- **Exercise description**:
Print the listing below exactly. Leave nothing out.

- **The data**:
//! Adherence summary for one member.

use crate::clock::Clock;
use crate::repo::collections::CollectionStore;
use crate::repo::kv_repo::KeyValueRepository;
use crate::schedule::dose_times_on;
use crate::service::error::{ServiceError, ServiceResult};
use chrono::{Days, NaiveDate};

/// Length of the trailing daily series.
pub const TRACKER_WINDOW_DAYS: u64 = 7;

/// Adherence of one calendar day.
#[derive(Debug, Clone, Copy, PartialEq, Eq)]
pub struct DayAdherence {
    pub date: NaiveDate,
    pub scheduled: usize,
    pub taken: usize,
    /// Rounded `taken / scheduled` in percent; 0 when nothing was scheduled.
    pub percent: u32,
}

#[derive(Debug, Clone, PartialEq, Eq)]
pub struct TrackerSummary {
    /// Every taken event recorded for the member.
    pub taken_total: usize,
    /// Sum of daily dose counts over the member's medicines.
    pub daily_doses_total: usize,
    /// Oldest first, ending today. Empty when the member has no medicines.
    pub days: Vec<DayAdherence>,
}

pub struct TrackerService<R: KeyValueRepository, C: Clock> {
    store: CollectionStore<R>,
    clock: C,
}

impl<R: KeyValueRepository, C: Clock> TrackerService<R, C> {
    pub fn new(repo: R, clock: C) -> Self {
        Self {
            store: CollectionStore::new(repo),
            clock,
        }
    }

    /// Running totals and the trailing seven-day series for `member_id`.
    ///
    /// Events of medicines deleted since still count toward taken numbers.
    pub fn summary(&self, member_id: &str) -> ServiceResult<TrackerSummary> {
        let snapshot = self.store.load_snapshot()?;
        if snapshot.member(member_id).is_none() {
            return Err(ServiceError::MemberNotFound(member_id.to_string()));
        }

        let medicines: Vec<_> = snapshot
            .medicines
            .iter()
            .filter(|medicine| medicine.family_member_id == member_id)
            .collect();
        let taken_events: Vec<_> = snapshot
            .adherence
            .iter()
            .filter(|event| event.family_member_id == member_id && event.taken)
            .collect();

        let taken_total = taken_events.len();
        let daily_doses_total = medicines.iter().map(|medicine| medicine.times.len()).sum();
        if medicines.is_empty() {
            return Ok(TrackerSummary {
                taken_total,
                daily_doses_total,
                days: Vec::new(),
            });
        }

        let today = self.clock.today();
        let days = (0..TRACKER_WINDOW_DAYS)
            .rev()
            .filter_map(|back| today.checked_sub_days(Days::new(back)))
            .map(|date| {
                let scheduled = medicines
                    .iter()
                    .map(|medicine| dose_times_on(medicine, date).len())
                    .sum();
                let taken = taken_events.iter().filter(|event| event.date == date).count();
                DayAdherence {
                    date,
                    scheduled,
                    taken,
                    percent: percent(taken, scheduled),
                }
            })
            .collect();

        Ok(TrackerSummary {
            taken_total,
            daily_doses_total,
            days,
        })
    }
}

/// `round(taken * 100 / scheduled)` with halves rounded up.
fn percent(taken: usize, scheduled: usize) -> u32 {
    if scheduled == 0 {
        return 0;
    }
    let value = (taken * 200 + scheduled) / (scheduled * 2);
    u32::try_from(value).unwrap_or(u32::MAX)
}

#[cfg(test)]
mod tests {
    use super::percent;

    #[test]
    fn percent_rounds_half_up() {
        assert_eq!(percent(1, 3), 33);
        assert_eq!(percent(2, 3), 67);
        assert_eq!(percent(1, 8), 13);
        assert_eq!(percent(3, 3), 100);
    }

    #[test]
    fn percent_is_zero_without_schedule() {
        assert_eq!(percent(2, 0), 0);
    }
}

- **Reply to the exercise**:
//! Adherence summary for one member.

use crate::clock::Clock;
use crate::repo::collections::CollectionStore;
use crate::repo::kv_repo::KeyValueRepository;
use crate::schedule::dose_times_on;
use crate::service::error::{ServiceError, ServiceResult};
use chrono::{Days, NaiveDate};

/// Length of the trailing daily series.
pub const TRACKER_WINDOW_DAYS: u64 = 7;

/// Adherence of one calendar day.
#[derive(Debug, Clone, Copy, PartialEq, Eq)]
pub struct DayAdherence {
    pub date: NaiveDate,
    pub scheduled: usize,
    pub taken: usize,
    /// Rounded `taken / scheduled` in percent; 0 when nothing was scheduled.
    pub percent: u32,
}

#[derive(Debug, Clone, PartialEq, Eq)]
pub struct TrackerSummary {
    /// Every taken event recorded for the member.
    pub taken_total: usize,
    /// Sum of daily dose counts over the member's medicines.
    pub daily_doses_total: usize,
    /// Oldest first, ending today. Empty when the member has no medicines.
    pub days: Vec<DayAdherence>,
}

pub struct TrackerService<R: KeyValueRepository, C: Clock> {
    store: CollectionStore<R>,
    clock: C,
}

impl<R: KeyValueRepository, C: Clock> TrackerService<R, C> {
    pub fn new(repo: R, clock: C) -> Self {
        Self {
            store: CollectionStore::new(repo),
            clock,
        }
    }

    /// Running totals and the trailing seven-day series for `member_id`.
    ///
    /// Events of medicines deleted since still count toward taken numbers.
    pub fn summary(&self, member_id: &str) -> ServiceResult<TrackerSummary> {
        let snapshot = self.store.load_snapshot()?;
        if snapshot.member(member_id).is_none() {
            return Err(ServiceError::MemberNotFound(member_id.to_string()));
        }

        let medicines: Vec<_> = snapshot
            .medicines
            .iter()
            .filter(|medicine| medicine.family_member_id == member_id)
            .collect();
        let taken_events: Vec<_> = snapshot
            .adherence
            .iter()
            .filter(|event| event.family_member_id == member_id && event.taken)
            .collect();

        let taken_total = taken_events.len();
        let daily_doses_total = medicines.iter().map(|medicine| medicine.times.len()).sum();
        if medicines.is_empty() {
            return Ok(TrackerSummary {
                taken_total,
                daily_doses_total,
                days: Vec::new(),
            });
        }

        let today = self.clock.today();
        let days = (0..TRACKER_WINDOW_DAYS)
            .rev()
            .filter_map(|back| today.checked_sub_days(Days::new(back)))
            .map(|date| {
                let scheduled = medicines
                    .iter()
                    .map(|medicine| dose_times_on(medicine, date).len())
                    .sum();
                let taken = taken_events.iter().filter(|event| event.date == date).count();
                DayAdherence {
                    date,
                    scheduled,
                    taken,
                    percent: percent(taken, scheduled),
                }
            })
            .collect();

        Ok(TrackerSummary {
            taken_total,
            daily_doses_total,
            days,
        })
    }
}

/// `round(taken * 100 / scheduled)` with halves rounded up.
fn percent(taken: usize, scheduled: usize) -> u32 {
    if scheduled == 0 {
        return 0;
    }
    let value = (taken * 200 + scheduled) / (scheduled * 2);
    u32::try_from(value).unwrap_or(u32::MAX)
}

#[cfg(test)]
mod tests {
    use super::percent;

    #[test]
    fn percent_rounds_half_up() {
        assert_eq!(percent(1, 3), 33);
        assert_eq!(percent(2, 3), 67);
        assert_eq!(percent(1, 8), 13);
        assert_eq!(percent(3, 3), 100);
    }

    #[test]
    fn percent_is_zero_without_schedule() {
        assert_eq!(percent(2, 0), 0);
    }
}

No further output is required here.